All media will be mobilized (radio, television, newspapers, internet, town criers, griots). Artists can play an important role as popular communication media.
The aim is to define the priorities as consensually as possible and then to launch a strategic plan acceptable to the whole population, in each sector defined, in its diversity: inform, reassure, act for the weakest.
Communication organized by these different actors must be reassuring, it is important to engage individual and collective responsibility, to act in the collective interest of the community. It is important to identify with them, the messages, ways and explanations in favour of an awareness of the need to protect oneself first, to protect one's family, one's community.
Let us insist on the fact that the lockdown of the elderly should be considered as a priority. In this context, defining a specific communication and protection strategy towards the elderly seems unavoidable. It must be reflected upon at the highest level (with traditional and religious leaders), organised together and displayed.
For HIV, the question remains unresolved. In practice, it is more difficult to organise, given the stigmatisation of these people, as various studies have shown.
The focus group did not have the task of dealing with the technical context (health systems, operations including medical-hospital structuring). Obviously, the protection of caregivers is an absolute requirement.
The trigger for implementation is obviously political and at the national level.
For example, the decision to assess (rapid diagnostic tests) and isolate suspected persons arriving from abroad. This is easy at airports and ports but difficult at land borders which are porous due to lack of surveillance capacity.
We know that there are different models for this type of general mobilisation such as the national strategic conference or the roll out at all levels of responsibility from a national control committee. Medical and public health experts are important but the specific cultural dimension of each region (human and social scientists) must be explicitly taken into account.

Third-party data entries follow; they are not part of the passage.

//! The search service: configuration, lifecycle and dispatch.
//!
//! [`SearchService`] is what a front end talks to. It owns the
//! configuration and the optional text encoder, builds a fresh
//! [`RankingEngine`] whenever a corpus is fitted, and hands out
//! `Arc<RankingEngine>` snapshots so in-flight searches are never disturbed
//! by a concurrent refit.

use std::collections::BTreeSet;
use std::fmt;
use std::sync::Arc;
use std::sync::atomic::AtomicBool;

use parking_lot::RwLock;
use tracing::{info, warn};

use crate::config::EngineConfig;
use crate::corpus::Record;
use crate::embedding::{EmbeddingStore, TextEncoder};
use crate::error::{Result, StrataError};
use crate::index::corpus_index::CorpusIndex;
use crate::search::{RankingEngine, SearchRequest, SearchResults, Strategy, StrategyInfo};

/// Owns the current engine.
pub struct SearchService {
    config: EngineConfig,
    encoder: Option<Arc<dyn TextEncoder>>,
    engine: RwLock<Option<Arc<RankingEngine>>>,
}

impl fmt::Debug for SearchService {
    fn fmt(&self, f: &mut fmt::Formatter<'_>) -> fmt::Result {
        f.debug_struct("SearchService")
            .field("config", &self.config)
            .field("encoder", &self.encoder.as_ref().map(|e| e.name().to_string()))
            .field("fitted", &self.is_fitted())
            .finish()
    }
}

impl SearchService {
    /// Create a service with no corpus.
    pub fn new(config: EngineConfig) -> Result<Self> {
        config.validate()?;
        Ok(SearchService {
            config,
            encoder: None,
            engine: RwLock::new(None),
        })
    }

    /// Use `encoder` for the embedding strategy.
    pub fn with_encoder(mut self, encoder: Arc<dyn TextEncoder>) -> Self {
        self.encoder = Some(encoder);
        self
    }

    /// The configuration.
    pub fn config(&self) -> &EngineConfig {
        &self.config
    }

    /// Index `records`, replacing any previous corpus.
    ///
    /// Embeddings belong to a corpus, so they have to be initialized again
    /// after every fit.
    pub fn fit(&self, records: Vec<Record>) -> Result<()> {
        let index = CorpusIndex::build(records, &self.config.text_fields, &self.config.weighting)?;
        let engine = RankingEngine::new(Arc::new(index), self.config.factorization.clone())
            .with_default_field(self.config.default_field.clone())?;
        *self.engine.write() = Some(Arc::new(engine));
        Ok(())
    }

    /// Whether a corpus has been fitted.
    pub fn is_fitted(&self) -> bool {
        self.engine.read().is_some()
    }

    /// Snapshot of the current engine.
    pub fn engine(&self) -> Result<Arc<RankingEngine>> {
        self.engine
            .read()
            .clone()
            .ok_or_else(|| StrataError::not_ready("no corpus has been indexed yet"))
    }

    /// Load the embedding cache for the current corpus, or encode the corpus
    /// and write it.
    ///
    /// Returns `Ok(false)` without touching the engine when no encoder is
    /// configured; the embedding strategy then stays unavailable.
    pub fn load_or_create_embeddings(&self) -> Result<bool> {
        self.load_or_create_embeddings_cancellable(&AtomicBool::new(false))
    }

    /// [`load_or_create_embeddings`](Self::load_or_create_embeddings) with an
    /// abort flag checked between encoding batches.
    pub fn load_or_create_embeddings_cancellable(&self, cancel: &AtomicBool) -> Result<bool> {
        let current = self.engine()?;
        let Some(encoder) = self.encoder.clone() else {
            warn!("No text encoder configured; embedding strategy disabled");
            return Ok(false);
        };

        let settings = &self.config.embeddings;
        let mut store =
            EmbeddingStore::uninitialized(Some(encoder), self.config.text_fields.clone())
                .with_batch_size(settings.batch_size);
        store.load_or_create_cancellable(
            &settings.cache_path,
            current.index().records(),
            cancel,
        )?;

        let factorization = self.config.factorization.clone();
        let engine = RankingEngine::new(Arc::clone(current.index()), factorization)
            .with_default_field(self.config.default_field.clone())?
            .with_embeddings(Arc::new(store));

        let mut slot = self.engine.write();
        // a concurrent fit replaced the corpus; these embeddings are stale
        if !slot.as_ref().is_some_and(|e| Arc::ptr_eq(e.index(), current.index())) {
            return Err(StrataError::cancelled("corpus changed while embeddings were prepared"));
        }
        *slot = Some(Arc::new(engine));
        info!("Embedding strategy enabled");
        Ok(true)
    }

    /// Run a request against the current engine.
    ///
    /// # Errors
    ///
    /// [`StrataError::NotReady`] before the first [`fit`](Self::fit), and
    /// [`StrataError::InvalidParameter`] for a blank query, plus everything
    /// [`RankingEngine::search`] reports.
    pub fn search(&self, request: &SearchRequest) -> Result<SearchResults> {
        let engine = self.engine()?;
        if request.query.trim().is_empty() {
            return Err(StrataError::invalid_parameter("query must not be empty"));
        }
        engine.search(request)
    }

    /// Strategies that can run now; empty before the first fit.
    pub fn available_strategies(&self) -> BTreeSet<Strategy> {
        self.engine
            .read()
            .as_ref()
            .map(|e| e.available_strategies())
            .unwrap_or_default()
    }

    /// Descriptors of the strategies that can run now.
    pub fn strategy_infos(&self) -> Vec<StrategyInfo> {
        self.available_strategies()
            .into_iter()
            .map(|s| s.info())
            .collect()
    }

    /// Distinct values of the configured category field, in order of first
    /// appearance; empty before the first fit.
    pub fn available_categories(&self) -> Vec<String> {
        self.engine
            .read()
            .as_ref()
            .map(|e| e.available_categories(&self.config.category_field))
            .unwrap_or_default()
    }
}

#[cfg(test)]
mod tests {
    use super::*;
    use crate::config::WeightingConfig;

    struct CountingEncoder;

    impl TextEncoder for CountingEncoder {
        fn encode(&self, text: &str) -> Result<Vec<f32>> {
            let words = text.split_whitespace().count() as f32;
            let python = text.matches("python").count() as f32;
            Ok(vec![words, python, 1.0])
        }

        fn dimension(&self) -> usize {
            3
        }
    }

    fn config(dir: &std::path::Path) -> EngineConfig {
        let mut config = EngineConfig {
            text_fields: vec!["question".to_string(), "text".to_string()],
            weighting: WeightingConfig::default(),
            ..Default::default()
        };
        config.embeddings.cache_path = dir.join("embeddings.bin");
        config.factorization.seed = Some(1);
        config.factorization.default_rank = 2;
        config
    }

    fn records() -> Vec<Record> {
        vec![
            Record::from_pairs([
                ("question", "install"),
                ("text", "python install guide"),
                ("course", "A"),
            ]),
            Record::from_pairs([
                ("question", "setup"),
                ("text", "java setup tutorial"),
                ("course", "B"),
            ]),
        ]
    }

    #[test]
    fn test_not_ready_before_fit() {
        let dir = tempfile::tempdir().unwrap();
        let service = SearchService::new(config(dir.path())).unwrap();
        let err = service
            .search(&SearchRequest::new(Strategy::Lexical, "python"))
            .unwrap_err();
        assert!(matches!(err, StrataError::NotReady(_)));
        assert!(service.available_strategies().is_empty());
        assert!(service.available_categories().is_empty());
        assert!(service.load_or_create_embeddings().is_err());
    }

    #[test]
    fn test_fit_and_search() {
        let dir = tempfile::tempdir().unwrap();
        let service = SearchService::new(config(dir.path())).unwrap();
        service.fit(records()).unwrap();

        let results = service
            .search(&SearchRequest::new(Strategy::Lexical, "How do I install Python").with_k(1))
            .unwrap();
        assert_eq!(results.doc_indices(), vec![0]);
        assert_eq!(service.available_categories(), vec!["A", "B"]);
        assert_eq!(service.available_strategies().len(), 3);

        let blank = service.search(&SearchRequest::new(Strategy::Lexical, "  "));
        assert!(blank.unwrap_err().is_invalid_parameter());
    }

    #[test]
    fn test_embeddings_without_encoder() {
        let dir = tempfile::tempdir().unwrap();
        let service = SearchService::new(config(dir.path())).unwrap();
        service.fit(records()).unwrap();
        assert!(!service.load_or_create_embeddings().unwrap());
        assert!(!service.available_strategies().contains(&Strategy::Embedding));
    }

    #[test]
    fn test_embeddings_enable_strategy() {
        let dir = tempfile::tempdir().unwrap();
        let service = SearchService::new(config(dir.path()))
            .unwrap()
            .with_encoder(Arc::new(CountingEncoder));
        service.fit(records()).unwrap();
        assert!(service.load_or_create_embeddings().unwrap());
        assert!(service.available_strategies().contains(&Strategy::Embedding));
        assert!(dir.path().join("embeddings.bin").exists());

        let results = service
            .search(&SearchRequest::new(Strategy::Embedding, "python python").with_k(2))
            .unwrap();
        assert_eq!(results.total_results, 2);
        assert_eq!(results.hits[0].doc_index, 0);

        // refitting drops the embeddings until they are initialized again
        service.fit(records()).unwrap();
        assert!(!service.available_strategies().contains(&Strategy::Embedding));
    }

    #[test]
    fn test_invalid_config_rejected() {
        let config = EngineConfig {
            default_results: 0,
            ..Default::default()
        };
        assert!(SearchService::new(config).unwrap_err().is_configuration());
    }
}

Is it possible to combine in the same country, here selective lockdown measures by zones and elsewhere selective lockdown measures by groups? Why not, in the case of well-identified regions (e.g. cities, ethnic groups, chiefdoms, provinces, constituent states of a country) with a need for isolation and therefore strict limitation and control of movement, including the blocking of roads, in order to avoid contamination between these differently managed regions. The procedures are not simple but deserve to be studied. This problem should emerge at the crucial moment of lifting lockdown.
Accompanying measures are desirable, if not compulsory:
Lockdown is naturally associated with administrative closures (schools, universities, etc.).
The closure of markets, shops and businesses: given the practical impossibilities of organisation and acceptance that we have seen, we could recommend a limited opening schedule, which would allow a strict closure under the control of security forces on alternate days. This type of decision must be carefully considered and the advantages and disadvantages must be assessed: the concentration or spread of attendance versus the possibility of strict and effective control of distance between customers and suppliers.
Furthermore, lockdown has undeniable psychological and even psychopathological consequences that require support from mental health specialists.
One of the major concerns of lockdown is related to the economic impact. The observation is that African States cannot survive in a sustainable way, if only for feeding their populations, so that bypass behaviours develop (just to survive…). Economic support measures seem difficult to implement in systems where the informal sector predominates.
This may be the setting up of a food bank with distribution of food vouchers for population groups in difficulty, but also an itinerant medical service.
NB: measures required when lifting lockdown could be the subject of further evaluation by the focus group.